The definition of replacement is found in the CMS Benefit Policy Manual (Internet-only manual 100-02), Chapter 15, Section 110.2.C. That section generally defines replacement as the provision of an entire identical or nearly identical item when it is lost, stolen or irreparably damaged.

Beneficiary owned items or a capped rental item may be replaced in cases of loss or irreparable damage. Irreparable damage may be due to a specific accident or to a natural disaster (e.g., fire, flood). Contractors may request documentation confirming details of the incident (e.g., police report, insurance claim report).

Replacement of items due to irreparable wear takes into consideration the Reasonable Useful Lifetime (RUL) of the item. The RUL of DME is determined through program instructions. In the absence of program instructions, carriers may determine the RUL, but in no cases can it be less than 5 years. If the item has been in continuous use by the beneficiary on either rental or purchase basis for its RUL, the beneficiary may elect to obtain a replacement.

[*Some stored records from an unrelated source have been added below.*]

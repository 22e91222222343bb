use std::collections::HashMap;

use serde::Serialize;

pub(crate) mod exam;
pub(crate) mod grading_scale;
pub(crate) mod session;
pub(crate) mod submission;

#[derive(Debug, Serialize)]
pub(crate) struct HealthResponse {
    pub(crate) service: String,
    pub(crate) status: String,
    pub(crate) components: HashMap<String, String>,
}

#[derive(Debug, Serialize)]
pub(crate) struct RootResponse {
    pub(crate) message: String,
    pub(crate) version: String,
    pub(crate) api_prefix: String,
}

STANDARD WRITTEN ORDER (SWO)

A SWO must be communicated to the supplier prior to claim submission. For certain items of DMEPOS, a written order is required prior to delivery (WOPD) of the item(s) to the beneficiary (see below).

A SWO must contain all of the following elements:

  • Beneficiary's name or Medicare Beneficiary Identifier (MBI)
  • Order Date
  • General description of the item
    • The description can be either a general description (e.g., wheelchair or hospital bed), a HCPCS code, a HCPCS code narrative, or a brand name/model number
    • For equipment - In addition to the description of the base item, the SWO may include all concurrently ordered options, accessories or additional features that are separately billed or require an upgraded code (List each separately).
    • For supplies – In addition to the description of the base item, the DMEPOS order/prescription may include all concurrently ordered supplies that are separately billed (List each separately)
  • Quantity to be dispensed, if applicable
  • Treating Practitioner Name or NPI
  • Treating practitioner's signature

Signatures must comply with the CMS signature requirements outlined in the Medicare Program Integrity Manual (CMS Pub.100-08), Chapter 3, Section 3.3.2.4.

Upon request by a contractor, DMEPOS suppliers must provide documentation of the completed SWO.

In those limited instances in which the treating practitioner is also the supplier and is permitted to furnish specific items of DMEPOS and fulfill the role of the supplier in accordance with any applicable laws and policies, a SWO is not required. However, the medical record must still contain all of the required SWO elements.